Data to use:
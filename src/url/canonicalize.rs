use tracing::trace;
use url::Host;

use crate::error::CheckmateError;

/// Longest URL (in characters) accepted for checking. Anything beyond this
/// is cut off before parsing, so an oversized URL cannot force a fail-open
/// outcome downstream.
pub const MAX_URL_LENGTH: usize = 2000;

// Schemes the checking service can act on.
const ALLOWED_SCHEMES: [&str; 2] = ["http", "https"];

/// Structural parts of a URL after normalization.
///
/// Produced only by [`canonical_split`]; the fields already carry the
/// canonical spelling (lower-cased scheme and host, default port removed,
/// empty path widened to `/`). Rejoining with [`canonical_join`] yields the
/// canonical string.
#[derive(Debug, Clone, PartialEq, Eq)]
pub struct UrlParts {
    pub scheme: String,           // Always one of the allowed schemes, lower-cased
    pub userinfo: Option<String>, // Credentials from the authority; never joined back
    pub host: String,             // Normalized host, brackets included for IPv6
    pub port: Option<u16>,        // Only non-default ports survive
    pub path: String,             // Verbatim bytes, `/` when the input had none
    pub query: Option<String>,    // Verbatim bytes, absent when empty
    pub fragment: Option<String>, // Never joined back
}

/// Splits a raw URL string into normalized parts.
///
/// The input is truncated to `max_length` characters before anything else
/// happens, so every accept/reject decision below is made on the truncated
/// string. The scheme and host are lower-cased, credentials are split off,
/// an explicit default port is dropped, and path/query bytes are kept
/// verbatim once their percent-escapes have been checked.
///
/// # Arguments
/// * `raw` - The URL exactly as supplied by the untrusted caller
/// * `max_length` - Truncation limit in characters, normally [`MAX_URL_LENGTH`]
///
/// # Returns
/// * `Result<UrlParts>` - The normalized parts, or `MalformedUrl` when the
///   string cannot be tokenized into scheme, host and path
pub fn canonical_split(raw: &str, max_length: usize) -> Result<UrlParts, CheckmateError> {
    // Truncation comes first; nothing below ever sees the excess.
    let raw = match raw.char_indices().nth(max_length) {
        Some((end, _)) => &raw[..end],
        None => raw,
    };

    if raw.is_empty() {
        return Err(CheckmateError::MalformedUrl("URL cannot be empty".to_string()));
    }

    let (scheme, rest) = raw
        .split_once("://")
        .ok_or_else(|| CheckmateError::MalformedUrl("missing scheme".to_string()))?;
    let scheme = scheme.to_ascii_lowercase();
    if !ALLOWED_SCHEMES.contains(&scheme.as_str()) {
        return Err(CheckmateError::MalformedUrl(format!(
            "scheme '{}' is not checkable",
            scheme
        )));
    }

    // Fragment before query: everything after the first '#' is fragment, so
    // a '?' inside it must not be taken for a query separator.
    let (rest, fragment) = match rest.split_once('#') {
        Some((rest, fragment)) => (rest, Some(fragment.to_string())),
        None => (rest, None),
    };
    let (rest, query) = match rest.split_once('?') {
        Some((rest, query)) => (rest, Some(query.to_string())),
        None => (rest, None),
    };
    let (authority, path) = match rest.find('/') {
        Some(slash) => (&rest[..slash], &rest[slash..]),
        None => (rest, ""),
    };

    // Credentials end at the last '@'; they are recorded but never rejoined.
    let (userinfo, host_port) = match authority.rfind('@') {
        Some(at) => (Some(authority[..at].to_string()), &authority[at + 1..]),
        None => (None, authority),
    };
    let (raw_host, port) = split_host_port(host_port)?;
    if raw_host.is_empty() {
        return Err(CheckmateError::MalformedUrl("missing host".to_string()));
    }

    // Host::parse lower-cases, applies IDNA, normalizes alternate IPv4
    // spellings to dotted-quad and rejects forbidden code points.
    let host = Host::parse(raw_host).map_err(|err| {
        CheckmateError::MalformedUrl(format!("invalid host '{}': {}", raw_host, err))
    })?;
    let host = match host {
        // A single trailing dot names the same zone; keeping it would let
        // `example.com.` slip past matchers keyed on `example.com`. More
        // than one is not a name at all.
        Host::Domain(name) => match name.strip_suffix('.') {
            Some(trimmed) if trimmed.is_empty() || trimmed.ends_with('.') => {
                return Err(CheckmateError::MalformedUrl(format!(
                    "invalid host '{}'",
                    name
                )));
            }
            Some(trimmed) => trimmed.to_string(),
            None => name,
        },
        ip => ip.to_string(),
    };

    let port = match port {
        Some(p) if default_port(&scheme) == Some(p) => None,
        other => other,
    };

    validate_escapes(path, "path")?;
    if let Some(query) = &query {
        validate_escapes(query, "query")?;
    }

    let path = if path.is_empty() { "/".to_string() } else { path.to_string() };
    let query = query.filter(|q| !q.is_empty());

    trace!("Split URL into scheme={} host={} port={:?}", scheme, host, port);

    Ok(UrlParts {
        scheme,
        userinfo,
        host,
        port,
        path,
        query,
        fragment,
    })
}

/// Rejoins normalized parts into the canonical URL string.
///
/// The output order is fixed: `scheme://host[:port]path[?query]`.
/// Credentials and the fragment are never reproduced; a fragment is
/// meaningless to a server-side check, and credentials must not leak into
/// anything we put on the wire.
pub fn canonical_join(parts: &UrlParts) -> String {
    let mut url = format!("{}://{}", parts.scheme, parts.host);
    if let Some(port) = parts.port {
        url.push(':');
        url.push_str(&port.to_string());
    }
    url.push_str(&parts.path);
    if let Some(query) = &parts.query {
        url.push('?');
        url.push_str(query);
    }
    url
}

// Splits `host[:port]` with bracketed IPv6 literals kept intact.
fn split_host_port(host_port: &str) -> Result<(&str, Option<u16>), CheckmateError> {
    if let Some(inner) = host_port.strip_prefix('[') {
        let close = inner.find(']').ok_or_else(|| {
            CheckmateError::MalformedUrl(format!("unclosed IPv6 literal '{}'", host_port))
        })?;
        let host = &host_port[..close + 2];
        let after = &inner[close + 1..];
        let port = match after.strip_prefix(':') {
            Some(port) => parse_port(port)?,
            None if after.is_empty() => None,
            None => {
                return Err(CheckmateError::MalformedUrl(format!(
                    "trailing characters after IPv6 literal '{}'",
                    host_port
                )))
            }
        };
        return Ok((host, port));
    }

    match host_port.rsplit_once(':') {
        Some((host, port)) => Ok((host, parse_port(port)?)),
        None => Ok((host_port, None)),
    }
}

fn parse_port(port: &str) -> Result<Option<u16>, CheckmateError> {
    // "host:" carries no port at all.
    if port.is_empty() {
        return Ok(None);
    }
    // u16::from_str would also take a leading '+', which no URL grammar does.
    if !port.bytes().all(|b| b.is_ascii_digit()) {
        return Err(CheckmateError::MalformedUrl(format!(
            "invalid port '{}'",
            port
        )));
    }
    port.parse::<u16>()
        .map(Some)
        .map_err(|_| CheckmateError::MalformedUrl(format!("port '{}' out of range", port)))
}

fn default_port(scheme: &str) -> Option<u16> {
    match scheme {
        "http" => Some(80),
        "https" => Some(443),
        _ => None,
    }
}

// Percent-escapes are checked but never decoded: the bytes the caller sent
// are the bytes the checking service must see. Escapes missing their two hex
// digits and raw control bytes cannot be forwarded unambiguously, so they
// fail the whole URL.
fn validate_escapes(component: &str, what: &str) -> Result<(), CheckmateError> {
    let bytes = component.as_bytes();
    let mut i = 0;
    while i < bytes.len() {
        match bytes[i] {
            b'%' => {
                if i + 2 >= bytes.len()
                    || !bytes[i + 1].is_ascii_hexdigit()
                    || !bytes[i + 2].is_ascii_hexdigit()
                {
                    return Err(CheckmateError::MalformedUrl(format!(
                        "broken percent-escape in {}",
                        what
                    )));
                }
                i += 3;
            }
            byte if byte < 0x20 || byte == 0x7f => {
                return Err(CheckmateError::MalformedUrl(format!(
                    "control byte in {}",
                    what
                )));
            }
            _ => i += 1,
        }
    }
    Ok(())
}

Exercise goal:
Repeat the material in full, exactly as written.

Result of this exercise:
filename src/url/canonicalize.rs
use tracing::trace;
use url::Host;

use crate::error::CheckmateError;

/// Longest URL (in characters) accepted for checking. Anything beyond this
/// is cut off before parsing, so an oversized URL cannot force a fail-open
/// outcome downstream.
pub const MAX_URL_LENGTH: usize = 2000;

// Schemes the checking service can act on.
const ALLOWED_SCHEMES: [&str; 2] = ["http", "https"];

/// Structural parts of a URL after normalization.
///
/// Produced only by [`canonical_split`]; the fields already carry the
/// canonical spelling (lower-cased scheme and host, default port removed,
/// empty path widened to `/`). Rejoining with [`canonical_join`] yields the
/// canonical string.
#[derive(Debug, Clone, PartialEq, Eq)]
pub struct UrlParts {
    pub scheme: String,           // Always one of the allowed schemes, lower-cased
    pub userinfo: Option<String>, // Credentials from the authority; never joined back
    pub host: String,             // Normalized host, brackets included for IPv6
    pub port: Option<u16>,        // Only non-default ports survive
    pub path: String,             // Verbatim bytes, `/` when the input had none
    pub query: Option<String>,    // Verbatim bytes, absent when empty
    pub fragment: Option<String>, // Never joined back
}

/// Splits a raw URL string into normalized parts.
///
/// The input is truncated to `max_length` characters before anything else
/// happens, so every accept/reject decision below is made on the truncated
/// string. The scheme and host are lower-cased, credentials are split off,
/// an explicit default port is dropped, and path/query bytes are kept
/// verbatim once their percent-escapes have been checked.
///
/// # Arguments
/// * `raw` - The URL exactly as supplied by the untrusted caller
/// * `max_length` - Truncation limit in characters, normally [`MAX_URL_LENGTH`]
///
/// # Returns
/// * `Result<UrlParts>` - The normalized parts, or `MalformedUrl` when the
///   string cannot be tokenized into scheme, host and path
pub fn canonical_split(raw: &str, max_length: usize) -> Result<UrlParts, CheckmateError> {
    // Truncation comes first; nothing below ever sees the excess.
    let raw = match raw.char_indices().nth(max_length) {
        Some((end, _)) => &raw[..end],
        None => raw,
    };

    if raw.is_empty() {
        return Err(CheckmateError::MalformedUrl("URL cannot be empty".to_string()));
    }

    let (scheme, rest) = raw
        .split_once("://")
        .ok_or_else(|| CheckmateError::MalformedUrl("missing scheme".to_string()))?;
    let scheme = scheme.to_ascii_lowercase();
    if !ALLOWED_SCHEMES.contains(&scheme.as_str()) {
        return Err(CheckmateError::MalformedUrl(format!(
            "scheme '{}' is not checkable",
            scheme
        )));
    }

    // Fragment before query: everything after the first '#' is fragment, so
    // a '?' inside it must not be taken for a query separator.
    let (rest, fragment) = match rest.split_once('#') {
        Some((rest, fragment)) => (rest, Some(fragment.to_string())),
        None => (rest, None),
    };
    let (rest, query) = match rest.split_once('?') {
        Some((rest, query)) => (rest, Some(query.to_string())),
        None => (rest, None),
    };
    let (authority, path) = match rest.find('/') {
        Some(slash) => (&rest[..slash], &rest[slash..]),
        None => (rest, ""),
    };

    // Credentials end at the last '@'; they are recorded but never rejoined.
    let (userinfo, host_port) = match authority.rfind('@') {
        Some(at) => (Some(authority[..at].to_string()), &authority[at + 1..]),
        None => (None, authority),
    };
    let (raw_host, port) = split_host_port(host_port)?;
    if raw_host.is_empty() {
        return Err(CheckmateError::MalformedUrl("missing host".to_string()));
    }

    // Host::parse lower-cases, applies IDNA, normalizes alternate IPv4
    // spellings to dotted-quad and rejects forbidden code points.
    let host = Host::parse(raw_host).map_err(|err| {
        CheckmateError::MalformedUrl(format!("invalid host '{}': {}", raw_host, err))
    })?;
    let host = match host {
        // A single trailing dot names the same zone; keeping it would let
        // `example.com.` slip past matchers keyed on `example.com`. More
        // than one is not a name at all.
        Host::Domain(name) => match name.strip_suffix('.') {
            Some(trimmed) if trimmed.is_empty() || trimmed.ends_with('.') => {
                return Err(CheckmateError::MalformedUrl(format!(
                    "invalid host '{}'",
                    name
                )));
            }
            Some(trimmed) => trimmed.to_string(),
            None => name,
        },
        ip => ip.to_string(),
    };

    let port = match port {
        Some(p) if default_port(&scheme) == Some(p) => None,
        other => other,
    };

    validate_escapes(path, "path")?;
    if let Some(query) = &query {
        validate_escapes(query, "query")?;
    }

    let path = if path.is_empty() { "/".to_string() } else { path.to_string() };
    let query = query.filter(|q| !q.is_empty());

    trace!("Split URL into scheme={} host={} port={:?}", scheme, host, port);

    Ok(UrlParts {
        scheme,
        userinfo,
        host,
        port,
        path,
        query,
        fragment,
    })
}

/// Rejoins normalized parts into the canonical URL string.
///
/// The output order is fixed: `scheme://host[:port]path[?query]`.
/// Credentials and the fragment are never reproduced; a fragment is
/// meaningless to a server-side check, and credentials must not leak into
/// anything we put on the wire.
pub fn canonical_join(parts: &UrlParts) -> String {
    let mut url = format!("{}://{}", parts.scheme, parts.host);
    if let Some(port) = parts.port {
        url.push(':');
        url.push_str(&port.to_string());
    }
    url.push_str(&parts.path);
    if let Some(query) = &parts.query {
        url.push('?');
        url.push_str(query);
    }
    url
}

// Splits `host[:port]` with bracketed IPv6 literals kept intact.
fn split_host_port(host_port: &str) -> Result<(&str, Option<u16>), CheckmateError> {
    if let Some(inner) = host_port.strip_prefix('[') {
        let close = inner.find(']').ok_or_else(|| {
            CheckmateError::MalformedUrl(format!("unclosed IPv6 literal '{}'", host_port))
        })?;
        let host = &host_port[..close + 2];
        let after = &inner[close + 1..];
        let port = match after.strip_prefix(':') {
            Some(port) => parse_port(port)?,
            None if after.is_empty() => None,
            None => {
                return Err(CheckmateError::MalformedUrl(format!(
                    "trailing characters after IPv6 literal '{}'",
                    host_port
                )))
            }
        };
        return Ok((host, port));
    }

    match host_port.rsplit_once(':') {
        Some((host, port)) => Ok((host, parse_port(port)?)),
        None => Ok((host_port, None)),
    }
}

fn parse_port(port: &str) -> Result<Option<u16>, CheckmateError> {
    // "host:" carries no port at all.
    if port.is_empty() {
        return Ok(None);
    }
    // u16::from_str would also take a leading '+', which no URL grammar does.
    if !port.bytes().all(|b| b.is_ascii_digit()) {
        return Err(CheckmateError::MalformedUrl(format!(
            "invalid port '{}'",
            port
        )));
    }
    port.parse::<u16>()
        .map(Some)
        .map_err(|_| CheckmateError::MalformedUrl(format!("port '{}' out of range", port)))
}

fn default_port(scheme: &str) -> Option<u16> {
    match scheme {
        "http" => Some(80),
        "https" => Some(443),
        _ => None,
    }
}

// Percent-escapes are checked but never decoded: the bytes the caller sent
// are the bytes the checking service must see. Escapes missing their two hex
// digits and raw control bytes cannot be forwarded unambiguously, so they
// fail the whole URL.
fn validate_escapes(component: &str, what: &str) -> Result<(), CheckmateError> {
    let bytes = component.as_bytes();
    let mut i = 0;
    while i < bytes.len() {
        match bytes[i] {
            b'%' => {
                if i + 2 >= bytes.len()
                    || !bytes[i + 1].is_ascii_hexdigit()
                    || !bytes[i + 2].is_ascii_hexdigit()
                {
                    return Err(CheckmateError::MalformedUrl(format!(
                        "broken percent-escape in {}",
                        what
                    )));
                }
                i += 3;
            }
            byte if byte < 0x20 || byte == 0x7f => {
                return Err(CheckmateError::MalformedUrl(format!(
                    "control byte in {}",
                    what
                )));
            }
            _ => i += 1,
        }
    }
    Ok(())
}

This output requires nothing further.